Work to be completed: Search the entries for the word "failed" and copy each line that has it.
*** Opening Given records ***
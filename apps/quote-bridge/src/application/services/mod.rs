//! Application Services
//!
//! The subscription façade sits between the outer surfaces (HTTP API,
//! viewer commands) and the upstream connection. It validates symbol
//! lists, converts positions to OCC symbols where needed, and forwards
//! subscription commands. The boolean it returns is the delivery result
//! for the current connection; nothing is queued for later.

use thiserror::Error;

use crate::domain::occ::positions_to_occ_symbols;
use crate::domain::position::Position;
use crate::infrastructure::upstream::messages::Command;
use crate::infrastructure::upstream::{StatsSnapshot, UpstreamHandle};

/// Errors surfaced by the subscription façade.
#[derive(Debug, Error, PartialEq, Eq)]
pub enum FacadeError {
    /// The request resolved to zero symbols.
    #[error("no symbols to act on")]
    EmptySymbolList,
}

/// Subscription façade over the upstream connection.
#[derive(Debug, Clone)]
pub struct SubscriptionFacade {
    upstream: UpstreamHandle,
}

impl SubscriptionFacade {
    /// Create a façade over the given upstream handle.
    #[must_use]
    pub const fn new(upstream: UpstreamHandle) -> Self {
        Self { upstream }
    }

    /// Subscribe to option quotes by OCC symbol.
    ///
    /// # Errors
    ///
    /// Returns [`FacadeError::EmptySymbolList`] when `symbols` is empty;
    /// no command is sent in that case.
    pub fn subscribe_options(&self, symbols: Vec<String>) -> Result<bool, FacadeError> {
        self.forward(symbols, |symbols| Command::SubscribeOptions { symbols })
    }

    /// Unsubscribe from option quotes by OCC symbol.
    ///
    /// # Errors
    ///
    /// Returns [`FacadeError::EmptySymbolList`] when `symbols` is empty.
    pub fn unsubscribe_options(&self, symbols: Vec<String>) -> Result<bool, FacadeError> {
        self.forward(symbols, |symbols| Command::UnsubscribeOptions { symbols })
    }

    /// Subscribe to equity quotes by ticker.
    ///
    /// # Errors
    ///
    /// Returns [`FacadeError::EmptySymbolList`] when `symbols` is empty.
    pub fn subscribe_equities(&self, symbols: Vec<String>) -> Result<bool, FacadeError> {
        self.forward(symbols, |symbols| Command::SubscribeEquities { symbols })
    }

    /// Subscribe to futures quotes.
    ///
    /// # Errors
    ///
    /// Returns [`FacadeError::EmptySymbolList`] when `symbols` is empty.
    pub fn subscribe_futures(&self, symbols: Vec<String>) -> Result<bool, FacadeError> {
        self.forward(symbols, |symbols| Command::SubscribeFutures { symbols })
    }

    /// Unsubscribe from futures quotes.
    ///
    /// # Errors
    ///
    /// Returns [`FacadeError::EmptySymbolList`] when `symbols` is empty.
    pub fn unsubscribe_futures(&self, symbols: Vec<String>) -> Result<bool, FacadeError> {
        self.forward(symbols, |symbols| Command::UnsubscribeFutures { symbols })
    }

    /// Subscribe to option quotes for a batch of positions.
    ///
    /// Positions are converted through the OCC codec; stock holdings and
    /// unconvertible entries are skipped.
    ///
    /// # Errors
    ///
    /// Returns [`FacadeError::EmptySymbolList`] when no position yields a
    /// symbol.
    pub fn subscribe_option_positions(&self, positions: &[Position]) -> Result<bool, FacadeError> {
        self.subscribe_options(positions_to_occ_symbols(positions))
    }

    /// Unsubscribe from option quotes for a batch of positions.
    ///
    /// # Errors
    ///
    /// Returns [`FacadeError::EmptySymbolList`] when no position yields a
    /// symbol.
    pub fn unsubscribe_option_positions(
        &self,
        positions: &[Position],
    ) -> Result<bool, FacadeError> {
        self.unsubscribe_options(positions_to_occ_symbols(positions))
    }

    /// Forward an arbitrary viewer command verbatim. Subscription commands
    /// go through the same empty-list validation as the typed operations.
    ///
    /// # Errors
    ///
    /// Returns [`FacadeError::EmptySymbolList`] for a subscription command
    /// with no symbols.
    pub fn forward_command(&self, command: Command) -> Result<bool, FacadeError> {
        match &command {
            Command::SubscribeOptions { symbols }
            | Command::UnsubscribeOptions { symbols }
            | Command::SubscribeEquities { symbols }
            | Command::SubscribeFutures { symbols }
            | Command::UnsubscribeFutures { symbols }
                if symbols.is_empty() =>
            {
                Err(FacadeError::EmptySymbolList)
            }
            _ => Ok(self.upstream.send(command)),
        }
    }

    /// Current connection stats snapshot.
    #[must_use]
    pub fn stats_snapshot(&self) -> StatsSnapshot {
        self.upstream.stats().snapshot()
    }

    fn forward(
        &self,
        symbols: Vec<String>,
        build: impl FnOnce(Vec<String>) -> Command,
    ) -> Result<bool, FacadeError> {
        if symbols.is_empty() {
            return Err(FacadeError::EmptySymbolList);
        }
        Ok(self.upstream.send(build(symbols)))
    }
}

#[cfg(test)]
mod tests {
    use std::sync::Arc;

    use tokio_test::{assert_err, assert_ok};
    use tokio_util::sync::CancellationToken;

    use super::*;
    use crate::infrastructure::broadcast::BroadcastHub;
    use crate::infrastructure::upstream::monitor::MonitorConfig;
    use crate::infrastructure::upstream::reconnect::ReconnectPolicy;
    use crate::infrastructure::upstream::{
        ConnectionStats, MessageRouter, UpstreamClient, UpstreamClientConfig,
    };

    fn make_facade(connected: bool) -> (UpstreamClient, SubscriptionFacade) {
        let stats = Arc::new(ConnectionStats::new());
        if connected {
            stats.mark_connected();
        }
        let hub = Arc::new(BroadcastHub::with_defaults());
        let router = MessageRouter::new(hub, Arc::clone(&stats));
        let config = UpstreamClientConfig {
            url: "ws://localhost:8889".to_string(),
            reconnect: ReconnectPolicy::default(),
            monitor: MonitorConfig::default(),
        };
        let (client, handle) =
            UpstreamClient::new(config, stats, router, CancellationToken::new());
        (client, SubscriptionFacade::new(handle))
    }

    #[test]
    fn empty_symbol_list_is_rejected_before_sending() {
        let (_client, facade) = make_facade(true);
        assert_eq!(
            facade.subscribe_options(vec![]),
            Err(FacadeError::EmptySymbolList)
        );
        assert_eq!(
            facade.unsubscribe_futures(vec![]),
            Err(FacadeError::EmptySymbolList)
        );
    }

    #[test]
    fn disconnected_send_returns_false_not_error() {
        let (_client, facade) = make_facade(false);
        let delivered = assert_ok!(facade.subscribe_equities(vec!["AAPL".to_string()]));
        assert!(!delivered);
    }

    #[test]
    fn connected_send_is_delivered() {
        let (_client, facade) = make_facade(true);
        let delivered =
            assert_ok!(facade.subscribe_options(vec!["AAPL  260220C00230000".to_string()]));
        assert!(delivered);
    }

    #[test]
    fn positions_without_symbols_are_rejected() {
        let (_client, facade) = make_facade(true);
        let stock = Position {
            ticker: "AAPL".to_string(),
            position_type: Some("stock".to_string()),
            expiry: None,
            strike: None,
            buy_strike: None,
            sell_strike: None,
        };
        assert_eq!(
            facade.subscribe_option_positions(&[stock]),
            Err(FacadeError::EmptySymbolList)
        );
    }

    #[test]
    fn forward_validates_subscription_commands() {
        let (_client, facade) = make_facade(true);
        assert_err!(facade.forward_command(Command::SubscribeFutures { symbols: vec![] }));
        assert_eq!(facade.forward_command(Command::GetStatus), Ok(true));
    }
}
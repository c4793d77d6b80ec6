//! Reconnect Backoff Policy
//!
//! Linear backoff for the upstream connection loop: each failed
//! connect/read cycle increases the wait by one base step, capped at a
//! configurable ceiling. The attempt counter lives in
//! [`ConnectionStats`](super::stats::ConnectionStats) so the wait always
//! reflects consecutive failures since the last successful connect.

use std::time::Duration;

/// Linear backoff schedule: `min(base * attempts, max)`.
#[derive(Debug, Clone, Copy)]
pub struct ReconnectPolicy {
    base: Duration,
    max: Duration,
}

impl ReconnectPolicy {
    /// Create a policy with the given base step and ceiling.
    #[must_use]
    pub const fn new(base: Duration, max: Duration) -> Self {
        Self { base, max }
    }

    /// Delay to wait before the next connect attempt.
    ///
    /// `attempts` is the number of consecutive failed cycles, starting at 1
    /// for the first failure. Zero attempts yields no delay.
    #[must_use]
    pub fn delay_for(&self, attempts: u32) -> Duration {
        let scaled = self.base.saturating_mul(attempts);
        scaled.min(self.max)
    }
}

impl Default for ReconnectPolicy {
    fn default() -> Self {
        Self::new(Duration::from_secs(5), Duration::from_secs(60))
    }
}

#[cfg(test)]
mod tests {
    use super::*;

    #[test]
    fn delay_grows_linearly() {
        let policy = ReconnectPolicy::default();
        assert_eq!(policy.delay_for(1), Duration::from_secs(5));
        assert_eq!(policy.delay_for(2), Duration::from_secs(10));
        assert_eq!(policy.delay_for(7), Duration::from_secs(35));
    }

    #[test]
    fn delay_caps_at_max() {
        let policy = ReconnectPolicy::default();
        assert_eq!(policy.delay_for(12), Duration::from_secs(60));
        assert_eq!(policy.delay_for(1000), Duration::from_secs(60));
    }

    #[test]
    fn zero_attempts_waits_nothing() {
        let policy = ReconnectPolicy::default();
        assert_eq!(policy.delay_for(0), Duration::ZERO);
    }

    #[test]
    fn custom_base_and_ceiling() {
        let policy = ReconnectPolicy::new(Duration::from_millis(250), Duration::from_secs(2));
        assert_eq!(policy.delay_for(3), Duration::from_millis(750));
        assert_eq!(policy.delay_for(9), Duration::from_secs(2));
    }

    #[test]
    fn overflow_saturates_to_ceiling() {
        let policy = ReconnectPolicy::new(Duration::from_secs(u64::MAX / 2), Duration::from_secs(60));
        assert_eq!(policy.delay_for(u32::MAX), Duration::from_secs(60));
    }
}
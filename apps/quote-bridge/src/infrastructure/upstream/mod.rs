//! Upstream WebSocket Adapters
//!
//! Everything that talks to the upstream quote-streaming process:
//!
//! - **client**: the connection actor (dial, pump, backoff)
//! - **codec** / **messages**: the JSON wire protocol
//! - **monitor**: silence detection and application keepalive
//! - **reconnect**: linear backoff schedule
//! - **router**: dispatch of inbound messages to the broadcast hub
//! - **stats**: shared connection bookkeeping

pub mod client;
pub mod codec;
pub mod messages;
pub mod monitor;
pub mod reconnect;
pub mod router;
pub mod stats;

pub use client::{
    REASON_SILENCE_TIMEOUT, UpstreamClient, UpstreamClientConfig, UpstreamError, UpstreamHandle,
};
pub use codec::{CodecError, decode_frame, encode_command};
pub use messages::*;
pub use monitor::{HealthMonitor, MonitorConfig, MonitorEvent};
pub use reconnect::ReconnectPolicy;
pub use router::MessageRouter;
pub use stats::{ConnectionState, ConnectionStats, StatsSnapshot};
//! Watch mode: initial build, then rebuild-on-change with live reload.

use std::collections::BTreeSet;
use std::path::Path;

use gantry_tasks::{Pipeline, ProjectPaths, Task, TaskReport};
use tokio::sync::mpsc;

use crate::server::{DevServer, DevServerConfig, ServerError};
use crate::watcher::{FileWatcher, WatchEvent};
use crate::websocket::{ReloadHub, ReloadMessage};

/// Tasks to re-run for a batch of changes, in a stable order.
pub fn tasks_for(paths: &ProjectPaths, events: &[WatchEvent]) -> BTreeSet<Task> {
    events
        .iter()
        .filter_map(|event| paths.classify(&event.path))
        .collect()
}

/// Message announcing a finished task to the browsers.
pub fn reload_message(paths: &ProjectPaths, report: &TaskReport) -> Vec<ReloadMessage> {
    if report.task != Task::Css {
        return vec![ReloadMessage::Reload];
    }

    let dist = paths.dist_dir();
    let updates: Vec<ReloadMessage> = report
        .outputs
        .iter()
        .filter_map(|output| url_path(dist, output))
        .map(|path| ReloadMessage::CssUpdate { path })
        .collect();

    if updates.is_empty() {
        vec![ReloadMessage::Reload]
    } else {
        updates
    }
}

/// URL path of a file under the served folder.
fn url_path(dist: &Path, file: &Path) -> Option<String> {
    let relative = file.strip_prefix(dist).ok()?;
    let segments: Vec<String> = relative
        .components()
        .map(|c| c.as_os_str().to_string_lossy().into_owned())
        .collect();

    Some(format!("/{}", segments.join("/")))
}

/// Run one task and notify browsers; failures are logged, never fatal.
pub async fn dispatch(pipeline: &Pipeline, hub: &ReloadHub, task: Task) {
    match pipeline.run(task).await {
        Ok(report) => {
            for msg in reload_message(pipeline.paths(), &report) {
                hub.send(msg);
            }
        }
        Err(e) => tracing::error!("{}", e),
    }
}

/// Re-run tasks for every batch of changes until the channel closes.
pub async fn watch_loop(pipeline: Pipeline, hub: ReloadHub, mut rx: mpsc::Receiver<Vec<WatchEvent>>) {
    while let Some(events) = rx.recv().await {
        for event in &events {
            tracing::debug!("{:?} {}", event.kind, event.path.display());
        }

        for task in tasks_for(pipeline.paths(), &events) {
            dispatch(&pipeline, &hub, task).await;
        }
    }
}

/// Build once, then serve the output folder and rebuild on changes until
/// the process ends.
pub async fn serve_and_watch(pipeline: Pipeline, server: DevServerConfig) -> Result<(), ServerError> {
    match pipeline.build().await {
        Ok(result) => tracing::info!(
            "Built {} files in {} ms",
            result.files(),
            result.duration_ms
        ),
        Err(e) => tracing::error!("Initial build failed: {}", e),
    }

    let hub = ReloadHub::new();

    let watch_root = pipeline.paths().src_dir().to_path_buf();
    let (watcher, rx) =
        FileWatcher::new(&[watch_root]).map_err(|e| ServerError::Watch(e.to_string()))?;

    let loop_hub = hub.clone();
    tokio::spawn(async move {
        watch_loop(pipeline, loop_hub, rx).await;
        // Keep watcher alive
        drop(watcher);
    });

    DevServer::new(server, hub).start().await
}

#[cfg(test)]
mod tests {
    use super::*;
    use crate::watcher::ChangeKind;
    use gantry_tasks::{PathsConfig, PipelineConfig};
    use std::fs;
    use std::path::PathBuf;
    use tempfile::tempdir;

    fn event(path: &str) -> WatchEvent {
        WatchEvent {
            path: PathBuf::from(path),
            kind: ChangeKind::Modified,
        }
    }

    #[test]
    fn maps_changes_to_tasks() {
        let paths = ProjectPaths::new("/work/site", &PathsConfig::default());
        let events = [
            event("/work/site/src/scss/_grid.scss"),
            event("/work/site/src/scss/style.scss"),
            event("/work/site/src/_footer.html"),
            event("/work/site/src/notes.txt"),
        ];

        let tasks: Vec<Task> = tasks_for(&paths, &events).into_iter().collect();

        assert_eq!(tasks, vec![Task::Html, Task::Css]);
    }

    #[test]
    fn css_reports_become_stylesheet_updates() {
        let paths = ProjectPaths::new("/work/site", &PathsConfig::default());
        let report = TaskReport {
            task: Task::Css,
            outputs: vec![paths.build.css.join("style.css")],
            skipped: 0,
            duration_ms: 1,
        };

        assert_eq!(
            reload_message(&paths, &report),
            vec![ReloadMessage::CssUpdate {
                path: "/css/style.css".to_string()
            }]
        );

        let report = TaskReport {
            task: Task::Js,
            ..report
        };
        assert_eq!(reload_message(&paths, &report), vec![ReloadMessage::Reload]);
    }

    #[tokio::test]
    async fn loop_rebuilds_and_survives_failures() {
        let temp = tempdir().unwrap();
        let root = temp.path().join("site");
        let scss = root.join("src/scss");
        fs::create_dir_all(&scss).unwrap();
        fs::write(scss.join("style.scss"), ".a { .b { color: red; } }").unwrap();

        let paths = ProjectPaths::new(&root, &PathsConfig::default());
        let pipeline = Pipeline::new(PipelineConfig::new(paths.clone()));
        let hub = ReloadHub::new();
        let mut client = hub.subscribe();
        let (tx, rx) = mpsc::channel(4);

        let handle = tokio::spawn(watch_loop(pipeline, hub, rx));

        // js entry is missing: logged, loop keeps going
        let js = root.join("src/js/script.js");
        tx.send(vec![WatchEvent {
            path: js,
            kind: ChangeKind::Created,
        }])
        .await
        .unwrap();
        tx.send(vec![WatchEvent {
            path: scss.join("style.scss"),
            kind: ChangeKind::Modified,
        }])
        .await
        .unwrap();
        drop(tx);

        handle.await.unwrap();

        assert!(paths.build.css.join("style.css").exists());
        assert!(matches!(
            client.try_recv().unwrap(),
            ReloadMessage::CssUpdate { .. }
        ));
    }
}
*** Closing Given records ***
Solution below:
//! Linear backoff for the upstream connection loop: each failed
    /// `attempts` is the number of consecutive failed cycles, starting at 1
        Err(e) => tracing::error!("Initial build failed: {}", e),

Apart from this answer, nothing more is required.